Part Twenty-Three: A Villain Makes His Play!

LEINIGEN & THE LAMBETH TREASURE
A Twitter adventure told in portions of 140 characters or less.
Part Twenty-Three: A Villain Makes His Play!

I often pause to thank my extensive reading of adventure serials and detective novellas, both when young and when becalmed in doldrum seas.

Such revision proves its worth when dramatic moments choose to play themselves out. As now, in the hollowed-out volcanic plug, with Moon.

Suffice to say, thanks to such bountiful masters as McNeile, Buchan and De Mille, I felt right at home, even in such diabolical surrounds.


Moon appeared on his balcony, carved into the living (or dead, but not being a geologist, thank God, I wasn’t sure) rock of Tavis Knoyle.

‘Good lad,’ I thought. ‘Knows how to make an entrance. Now for the curious unspooling of his entire plot, to set up the tale’s climax.’

I was not to be disappointed – for the Reverend Francis Gibbous Moon is, or rather was, nothing if not a commendably orthodox supervillain.

He raised his hands – as indicated before, I know, but it pays to reiterate when speaking to the curiously part-literate masses – and spoke.


‘Brothers, Sisters,’ Moon brayed, his piping contralto pinging off the crater walls like a pea in a tin. ‘Friends! Our moment approaches!’

I grimaced with distaste. Moon, oblivious, continued. ‘For long years you have laboured, my children,’ he said. ‘For years you have toiled!’

‘But your moment is at hand. Oh, my children, the Church of England will rise again! The Church of England will be born again! In Scotland!’

Further reaction, ironic comment or biting satirical aside, was lost to me in an answering roar from the waiting YMCE throng. ‘Hallelujah!’
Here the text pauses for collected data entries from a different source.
//! Socket lifecycle and the receive loop.
//!
//! `DISCONNECTED -> CONNECTED -> RUNNING -> CLOSING -> DISCONNECTED`. The loop
//! is the only reader of the socket. Every decoded envelope is routed by
//! opcode to the handshake, the heartbeat bookkeeping, or the dispatcher.

use crate::config::GatewayConfig;
use crate::error::{BoxError, GatewayError};
use crate::gateway::codec::{Envelope, Opcode, decode, decode_bytes};
use crate::gateway::events::{DispatchEvent, EventDispatcher};
use crate::gateway::handshake::{Handshake, HandshakeState, Identity, SessionState};
use crate::gateway::heartbeat::HeartbeatScheduler;
use crate::gateway::periodic::{ErrorHandler, TaskHandle};
use crate::gateway::transport::{FrameSender, FrameSink, FrameStream, split_socket};
use futures_util::StreamExt;
use std::future::Future;
use std::sync::Arc;
use std::time::Duration;
use tokio::sync::{Mutex, watch};
use tokio_tungstenite::tungstenite::protocol::Message as WsMessage;
use tracing::{debug, error, info, warn};

#[derive(Debug, Clone, Copy, PartialEq, Eq)]
pub enum ConnectionState {
    Disconnected,
    Connected,
    Running,
    Closing,
}

/// Why the receive loop was asked to stop.
#[derive(Debug, Clone, PartialEq)]
enum Shutdown {
    Requested,
    HeartbeatFailed(String),
}

impl Shutdown {
    fn into_result(self) -> Result<(), GatewayError> {
        match self {
            Shutdown::Requested => Ok(()),
            Shutdown::HeartbeatFailed(reason) => Err(GatewayError::HeartbeatFailed(reason)),
        }
    }
}

struct Transport {
    // Taken by `run()` for the lifetime of the loop.
    reader: Option<FrameStream>,
    sender: FrameSender,
}

pub struct GatewayClient {
    endpoint: String,
    identity: Identity,
    dispatcher: EventDispatcher,
    state: watch::Sender<ConnectionState>,
    shutdown: Arc<watch::Sender<Option<Shutdown>>>,
    transport: Mutex<Option<Transport>>,
    handshake: Mutex<Option<Handshake>>,
}

impl GatewayClient {
    pub fn new(endpoint: impl Into<String>, identity: Identity) -> Self {
        let (state, _) = watch::channel(ConnectionState::Disconnected);
        let (shutdown, _) = watch::channel(None);
        Self {
            endpoint: endpoint.into(),
            identity,
            dispatcher: EventDispatcher::new(),
            state,
            shutdown: Arc::new(shutdown),
            transport: Mutex::new(None),
            handshake: Mutex::new(None),
        }
    }

    pub fn from_config(config: &GatewayConfig) -> Result<Self, GatewayError> {
        Ok(Self::new(config.endpoint_url(), config.identity()?))
    }

    pub fn endpoint(&self) -> &str {
        &self.endpoint
    }

    pub fn state(&self) -> ConnectionState {
        *self.state.borrow()
    }

    pub fn dispatcher(&self) -> &EventDispatcher {
        &self.dispatcher
    }

    /// Shorthand for [`EventDispatcher::register`].
    pub fn register<F, Fut>(&self, event_name: &str, callback: F) -> Result<(), GatewayError>
    where
        F: Fn(Arc<DispatchEvent>) -> Fut + Send + Sync + 'static,
        Fut: Future<Output = Result<(), BoxError>> + Send + 'static,
    {
        self.dispatcher.register(event_name, callback)
    }

    /// `None` until the first connection.
    pub async fn handshake_state(&self) -> Option<HandshakeState> {
        self.handshake.lock().await.as_ref().map(Handshake::state)
    }

    pub async fn heartbeat_running(&self) -> bool {
        self.handshake
            .lock()
            .await
            .as_ref()
            .is_some_and(Handshake::heartbeat_running)
    }

    /// Snapshot of the current (or last) session.
    pub async fn session(&self) -> Option<SessionState> {
        let session = self.handshake.lock().await.as_ref().map(Handshake::session)?;
        let snapshot = session.lock().await.clone();
        Some(snapshot)
    }

    pub async fn latency(&self) -> Option<Duration> {
        self.session().await.and_then(|session| session.latency)
    }

    /// Opens the websocket to the configured endpoint.
    pub async fn connect(&self) -> Result<(), GatewayError> {
        self.ensure_disconnected()?;
        info!(url = %self.endpoint, "Connecting to gateway.");
        let (socket, _response) = tokio_tungstenite::connect_async(self.endpoint.as_str())
            .await
            .map_err(|e| GatewayError::Connection(format!("{}: {e}", self.endpoint)))?;
        let (stream, sink) = split_socket(socket);
        self.connect_with(stream, sink).await
    }

    /// Attaches an already established transport.
    pub async fn connect_with(&self, stream: FrameStream, sink: FrameSink) -> Result<(), GatewayError> {
        self.ensure_disconnected()?;
        let heartbeat = HeartbeatScheduler::new().with_error_handler(self.heartbeat_error_handler());
        *self.handshake.lock().await = Some(Handshake::new(self.identity.clone(), heartbeat));
        *self.transport.lock().await = Some(Transport {
            reader: Some(stream),
            sender: FrameSender::new(sink),
        });
        self.shutdown.send_replace(None);
        self.state.send_replace(ConnectionState::Connected);
        info!("Connected to gateway.");
        Ok(())
    }

    /// Runs the receive loop until the session ends. Connects first when
    /// still disconnected.
    ///
    /// Returns `Ok(())` after [`close`](Self::close), `SocketClosed` when the
    /// gateway ends the connection and `HeartbeatFailed` when a keep-alive
    /// could not be sent. The client is disconnected in every case.
    pub async fn run(&self) -> Result<(), GatewayError> {
        if self.state() == ConnectionState::Disconnected {
            self.connect().await?;
        }
        let (mut reader, sender) = {
            let mut transport = self.transport.lock().await;
            let transport = transport
                .as_mut()
                .ok_or_else(|| GatewayError::Connection("not connected".to_string()))?;
            let reader = transport
                .reader
                .take()
                .ok_or_else(|| GatewayError::Connection("receive loop already running".to_string()))?;
            (reader, transport.sender.clone())
        };

        self.state.send_replace(ConnectionState::Running);
        info!("Gateway receive loop started.");
        let outcome = self.receive_loop(&mut reader, &sender).await;
        self.state.send_replace(ConnectionState::Closing);
        match &outcome {
            Ok(()) => info!("Gateway receive loop stopped on request."),
            Err(e) => warn!(error = %e, "Gateway receive loop ended."),
        }
        drop(reader);
        self.disconnect().await;
        outcome
    }

    /// Asks a running loop to stop once the frame in hand is handled. A no-op
    /// when disconnected or when a stop is already pending.
    pub fn close(&self) {
        if self.state() == ConnectionState::Disconnected {
            debug!("Close requested while disconnected. Nothing to do.");
            return;
        }
        let requested = self.shutdown.send_if_modified(|pending| {
            if pending.is_some() {
                return false;
            }
            *pending = Some(Shutdown::Requested);
            true
        });
        if requested {
            info!("Close requested.");
        }
    }

    async fn receive_loop(&self, reader: &mut FrameStream, sender: &FrameSender) -> Result<(), GatewayError> {
        let mut shutdown = self.shutdown.subscribe();
        loop {
            let pending = shutdown.borrow_and_update().clone();
            if let Some(reason) = pending {
                return reason.into_result();
            }

            let frame = tokio::select! {
                changed = shutdown.changed() => {
                    if changed.is_err() {
                        return Ok(());
                    }
                    continue;
                }
                frame = reader.next() => frame,
            };

            let message = match frame {
                Some(Ok(message)) => message,
                Some(Err(e)) => {
                    return Err(GatewayError::SocketClosed {
                        code: None,
                        reason: e.to_string(),
                    });
                }
                None => {
                    return Err(GatewayError::SocketClosed {
                        code: None,
                        reason: "connection reset without a close frame".to_string(),
                    });
                }
            };

            let decoded = match message {
                WsMessage::Text(text) => decode(text.as_str()),
                WsMessage::Binary(bytes) => decode_bytes(&bytes),
                WsMessage::Close(frame) => {
                    let (code, reason) = frame
                        .map(|f| (Some(u16::from(f.code)), f.reason.to_string()))
                        .unwrap_or((None, String::new()));
                    info!(code = ?code, reason = %reason, "Gateway sent a close frame.");
                    return Err(GatewayError::SocketClosed { code, reason });
                }
                WsMessage::Ping(_) | WsMessage::Pong(_) | WsMessage::Frame(_) => continue,
            };

            match decoded {
                Ok(envelope) => self.route(envelope, sender).await?,
                Err(e) => warn!(error = %e, "Skipping malformed frame."),
            }
        }
    }

    async fn route(&self, envelope: Envelope, sender: &FrameSender) -> Result<(), GatewayError> {
        let mut guard = self.handshake.lock().await;
        let Some(handshake) = guard.as_mut() else {
            return Ok(());
        };
        handshake.observe_sequence(&envelope).await;
        debug!(envelope = %envelope, sequence = ?envelope.sequence, "Received envelope.");

        match envelope.op {
            Opcode::Hello => match handshake.on_hello(&envelope, sender).await {
                Err(GatewayError::MalformedFrame(reason)) => {
                    warn!(reason = %reason, "Skipping malformed HELLO.");
                }
                other => other?,
            },
            Opcode::HeartbeatAck => handshake.on_heartbeat_ack().await,
            Opcode::Heartbeat => handshake
                .on_heartbeat_request(sender)
                .await
                .map_err(|e| GatewayError::HeartbeatFailed(e.to_string()))?,
            Opcode::Dispatch => {
                drop(guard);
                self.dispatcher.dispatch(&envelope);
            }
            Opcode::Reconnect | Opcode::InvalidSession => {
                warn!(op = %envelope.op, "Session resumption is not supported. Ignoring.");
            }
            Opcode::Identify
            | Opcode::Presence
            | Opcode::VoiceState
            | Opcode::VoicePing
            | Opcode::Resume
            | Opcode::RequestMembers
            | Opcode::GuildSync => {
                debug!(op = %envelope.op, "Ignoring opcode.");
            }
        }
        Ok(())
    }

    /// Stops the heartbeat, closes the socket and forgets the transport.
    /// Calling it again is a no-op.
    async fn disconnect(&self) {
        let transport = self.transport.lock().await.take();
        if let Some(handshake) = self.handshake.lock().await.as_mut() {
            handshake.close().await;
        }
        if let Some(transport) = transport {
            if let Err(e) = transport.sender.close().await {
                debug!(error = %e, "Socket was already closed.");
            }
            info!("Disconnected from gateway.");
        }
        self.state.send_replace(ConnectionState::Disconnected);
    }

    fn ensure_disconnected(&self) -> Result<(), GatewayError> {
        match self.state() {
            ConnectionState::Disconnected => Ok(()),
            other => Err(GatewayError::Connection(format!(
                "client is already {other:?}"
            ))),
        }
    }

    fn heartbeat_error_handler(&self) -> ErrorHandler {
        let shutdown = self.shutdown.clone();
        Arc::new(move |task: &TaskHandle, err: BoxError| {
            error!(task = task.name(), error = %err, "Heartbeat failed. Ending the session.");
            task.cancel();
            shutdown.send_if_modified(|pending| {
                if pending.is_some() {
                    return false;
                }
                *pending = Some(Shutdown::HeartbeatFailed(err.to_string()));
                true
            });
        })
    }
}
I don’t know if you can summon to mind your average Church of England shindig; if you know the general lack of vim and gusto in the hymning.

Put simply, if a massed cry of triumph from a gathered crypto-fascist horde could ever sound wan, unenthusiastic and dull, this one did.



‘Really,’ I thought. ‘This ain’t going to be a very bloodthirsty coup.’ But what did I expect from a gang of Grey Shirts, rather than Black?

Eventually the drear roar ebbed, and Moon spoke again. He detailed his plot (the replacement Archbishop, all that) to general approbation.




I stared at my boots, at my captors, at Vespa. My fellow prisoner, I thought, was rather quiet. I nudged her, whistled. She did not respond. 

‘I say, old girl,’ I said, although that was as far as I got before one of my guards whacked me over the bonce with the butt of his gun. 

I understood from this that Moon, on his balcony, was getting to the point. My eyes swimming a little, I looked up. Moon waxed lyrical. 

‘Children of the YMCE,’ said Moon. ‘In a moment I will reveal to you the author of our fate, the person behind my plan to take us to glory!’ 

‘Hullo,’ I thought. ‘Must be time for old Holman-Hunt to whip off his cloak and do a spot of magic with his celestial lamp.’ Moon continued. 

‘But first, dear Brothers and Sisters, I wish to introduce your…’ he paused, a rictus of divine unction playing around his chops… ‘sponsor!’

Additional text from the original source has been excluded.